TASK: Whenever a line below includes the word "Create", copy that line.

RECORD EXCERPTS Start Marker

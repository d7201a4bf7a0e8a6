//! Error types for icon resolution.

use crate::icon::IconKind;
use crate::vehicle_class::VehicleClass;

/// Result type alias for icon operations.
pub type Result<T> = std::result::Result<T, Error>;

/// Errors that can occur while resolving or registering icons.
#[derive(Debug, thiserror::Error)]
pub enum Error {
    /// A POI carried a classification tag with no icon mapping.
    ///
    /// This is a caller/configuration defect: an unvalidated or unsupported
    /// category reached the resolver. There is no fallback icon.
    #[error("Invalid POI category '{class}'")]
    InvalidCategory { class: VehicleClass },

    /// Registry construction left an icon kind without data.
    #[error("No icon data registered for kind '{kind}'")]
    MissingIcon { kind: IconKind },

    /// Registry construction saw the same icon kind twice.
    #[error("Icon data for kind '{kind}' registered more than once")]
    DuplicateIcon { kind: IconKind },
}

impl Error {
    /// Create an invalid-category error.
    pub fn invalid_category(class: VehicleClass) -> Self {
        Self::InvalidCategory { class }
    }

    /// Create a missing-icon error.
    pub fn missing_icon(kind: IconKind) -> Self {
        Self::MissingIcon { kind }
    }

    /// Create a duplicate-icon error.
    pub fn duplicate_icon(kind: IconKind) -> Self {
        Self::DuplicateIcon { kind }
    }
}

RECORD EXCERPTS End Marker

REPLY TO THE TASK:
    /// Create an invalid-category error.
    /// Create a missing-icon error.
    /// Create a duplicate-icon error.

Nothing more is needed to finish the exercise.